Formaldehyde oxidation was examined in a laboratory reactor over alumina-supported Pt, Pd, Rh, Ag, Cu-Cr, and Pd-Ag catalysts as part of a program to develop catalysts for lean-exhaust methanol-fueled vehicles. In general, the H 2CO oxidation behavior of the catalysts paralleled the CH 3OH oxidation behavior reported in Parts 1 and 2 of this series [Appl. Catal. 27 (1986) 83; J. Catal. 103 (1987) 419]. Principal similarities were: (i) high activity of Pt when there was no carbon monoxide (CO) in the feed, but strong inhibition by added CO, (ii) lower activity of Ag and Cu-Cr catalysts, but only weak inhibition due to added CO, (iii) enhanced activity of the Pd-Ag catalyst compared to Pd and Ag alone for feeds containing CO in addition to H 2CO, and (iv) relatively poor activity of the Rh catalyst.
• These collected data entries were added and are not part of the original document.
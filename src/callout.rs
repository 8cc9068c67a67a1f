//! Callout (admonition) blocks. Two syntaxes are recognized in Markdown
//! source:
//!
//! ```md
//! :::warning[Mind the gap]
//! Body text with **Markdown**.
//! :::
//!
//! > [!TIP]
//! > Body text, one quoted line after another.
//! ```
//!
//! [`extract`] swaps every callout for a placeholder comment before the
//! Markdown conversion runs; [`Callout::to_html`] produces the final markup
//! once the body has been rendered.

use crate::markdown::code_fences;
use crate::util::escape_html;
use once_cell::sync::Lazy;
use regex::{Captures, Regex};

static FENCED: Lazy<Regex> = Lazy::new(|| {
    Regex::new(r"(?m)^:::([A-Za-z]+)(?:\[([^\]\n]*)\])?[ \t]*\n((?s:.*?))^:::[ \t]*$").unwrap()
});

static QUOTED: Lazy<Regex> = Lazy::new(|| {
    Regex::new(r"(?mi)^>[ \t]*\[!(NOTE|TIP|WARNING|CAUTION|IMPORTANT)\][ \t]*(?:\n|\z)((?:>[^\n]*(?:\n|\z))*)")
        .unwrap()
});

static QUOTE_PREFIX: Lazy<Regex> = Lazy::new(|| Regex::new(r"(?m)^>[ \t]?").unwrap());

/// A callout captured from the source text.
#[derive(Clone, Debug, PartialEq, Eq)]
pub struct Callout {
    /// The lower-cased kind, e.g. `note` or `warning`.
    pub kind: String,

    /// The custom title given in brackets, if any.
    pub title: Option<String>,

    /// The Markdown body, trimmed.
    pub body: String,
}

impl Callout {
    /// The title shown in the header: the custom title if one was given,
    /// otherwise the capitalized kind.
    pub fn display_title(&self) -> String {
        match &self.title {
            Some(title) if !title.is_empty() => title.clone(),
            _ => capitalize(&self.kind),
        }
    }

    /// Wraps `body_html` (the rendered body) in the callout container.
    pub fn to_html(&self, body_html: &str) -> String {
        format!(
            r#"<div class="callout callout-{kind}"><div class="callout-header">{icon}<span>{title}</span></div><div class="callout-body">{body}</div></div>"#,
            kind = escape_html(&self.kind),
            icon = icon(&self.kind),
            title = escape_html(&self.display_title()),
            body = body_html,
        )
    }
}

fn capitalize(s: &str) -> String {
    let mut chars = s.chars();
    match chars.next() {
        Some(first) => first.to_uppercase().chain(chars).collect(),
        None => String::new(),
    }
}

const SVG_OPEN: &str = r#"<svg width="18" height="18" viewBox="0 0 24 24" fill="none" stroke="currentColor" stroke-width="2" stroke-linecap="round" stroke-linejoin="round">"#;

/// The inline SVG icon for a callout kind; unknown kinds have none.
pub fn icon(kind: &str) -> String {
    let paths = match kind {
        "note" => r#"<circle cx="12" cy="12" r="10"/><path d="M12 16v-4"/><path d="M12 8h.01"/>"#,
        "tip" => r#"<path d="M15 14c.2-1 .7-1.7 1.5-2.5 1-.9 1.5-2.2 1.5-3.5A6 6 0 0 0 6 8c0 1 .2 2.2 1.5 3.5.7.7 1.3 1.5 1.5 2.5"/><path d="M9 18h6"/><path d="M10 22h4"/>"#,
        "important" | "warning" => r#"<path d="m21.73 18-8-14a2 2 0 0 0-3.48 0l-8 14A2 2 0 0 0 4 21h16a2 2 0 0 0 1.73-3"/><path d="M12 9v4"/><path d="M12 17h.01"/>"#,
        "caution" => r#"<circle cx="12" cy="12" r="10"/><path d="m15 9-6 6"/><path d="m9 9 6 6"/>"#,
        _ => return String::new(),
    };
    format!("{}{}</svg>", SVG_OPEN, paths)
}

/// The placeholder left in the source for callout number `index`.
pub fn placeholder(index: usize) -> String {
    format!("<!--PAPER_CALLOUT_{}-->", index)
}

/// Like `Regex::replace_all`, but matches starting inside a fenced code
/// block are skipped. The search resumes after the end of that block.
fn replace_outside_code(re: &Regex, src: &str, mut f: impl FnMut(&Captures) -> String) -> String {
    let fences = code_fences(src);
    let mut out = String::with_capacity(src.len());
    let mut last = 0;
    let mut at = 0;
    while let Some(c) = re.captures_at(src, at) {
        let m = match c.get(0) {
            Some(m) => m,
            None => break,
        };
        if let Some(fence) = fences.iter().find(|fence| fence.contains(&m.start())) {
            at = fence.end;
            continue;
        }
        out.push_str(&src[last..m.start()]);
        out.push_str(&f(&c));
        last = m.end();
        at = m.end();
    }
    out.push_str(&src[last..]);
    out
}

/// Replaces every callout in `src` with a placeholder, returning the
/// rewritten text and the callouts in placeholder order. Fenced callouts are
/// extracted first, then quoted ones. Callout syntax inside fenced code
/// blocks is left alone.
pub fn extract(src: &str) -> (String, Vec<Callout>) {
    let mut callouts = Vec::new();

    let src = replace_outside_code(&FENCED, src, |c: &Captures| {
        callouts.push(Callout {
            kind: c[1].to_lowercase(),
            title: c.get(2).map(|m| m.as_str().to_owned()),
            body: c[3].trim().to_owned(),
        });
        placeholder(callouts.len() - 1)
    });

    let src = replace_outside_code(&QUOTED, &src, |c: &Captures| {
        callouts.push(Callout {
            kind: c[1].to_lowercase(),
            title: None,
            body: QUOTE_PREFIX.replace_all(&c[2], "").trim().to_owned(),
        });
        // keep the line break the match consumed so following text stays a
        // separate block
        format!("{}\n", placeholder(callouts.len() - 1))
    });

    (src, callouts)
}
//! Defines the [`Tag`] type, which represents a [`crate::post::Document`]
//! tag.

use crate::util::slugify;
use crate::value::{Context, Value};
use std::hash::{Hash, Hasher};

/// Represents a post tag. Tags keep the name the author wrote; the `id` is
/// its slug, used as the anchor on the tags page.
#[derive(Clone, Debug)]
pub struct Tag {
    /// The tag as written in the front matter.
    pub name: String,

    /// `slugify(name)`.
    pub id: String,

    /// The tag's anchor on the tags page, i.e. `{base_path}/tags.html#{id}`.
    pub url: String,
}

impl Tag {
    pub fn new(name: &str, base_path: &str) -> Tag {
        let id = slugify(name);
        Tag {
            name: name.to_owned(),
            url: format!("{}/tags.html#{}", base_path, id),
            id,
        }
    }
}

impl Hash for Tag {
    /// Tags hash by name only, consistent with [`PartialEq`].
    fn hash<H: Hasher>(&self, state: &mut H) {
        self.name.hash(state)
    }
}

impl PartialEq for Tag {
    /// Two tags are the same tag when their names match exactly; `Rust` and
    /// `rust` are different tags that share an id.
    fn eq(&self, other: &Self) -> bool {
        self.name == other.name
    }
}
impl Eq for Tag {}

impl From<&Tag> for Value {
    /// Converts [`Tag`]s into [`Value`]s for templating: `{tag, tagUrl}`.
    fn from(t: &Tag) -> Value {
        Context::new()
            .with("tag", &t.name)
            .with("tagUrl", &t.url)
            .into()
    }
}

#[cfg(test)]
mod test {
    use super::*;

    #[test]
    fn test_new() {
        let tag = Tag::new("Rust 编程", "/blog");
        assert_eq!(tag.id, "rust-编程");
        assert_eq!(tag.url, "/blog/tags.html#rust-编程");
    }

    #[test]
    fn test_to_value() {
        let value = Value::from(&Tag::new("Go", ""));
        let wanted: Value = Context::new()
            .with("tag", "Go")
            .with("tagUrl", "/tags.html#go")
            .into();
        assert_eq!(value, wanted);
    }
}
The most unusual behavior was observed with the Pd catalyst, which showed local minima in the H 2CO conversion vs. temperature profiles. These saddles were similar to, but more pronounced than, those observed in CH 3OH oxidation. The depths of the saddles in the H 2CO and CH 3OH conversion profiles correlated with the feed equivalence ratio, with the deepest saddles occurring in feeds containing a large excess of O 2. A mathematical model was developed which accounts for the local minima in terms of changes in the oxidation state of Pd with both temperature and feed composition. These results indicate that catalyst design must be tailored to the particular operating characteristics (exhaust composition, temperature, etc.) of the vehicle in question.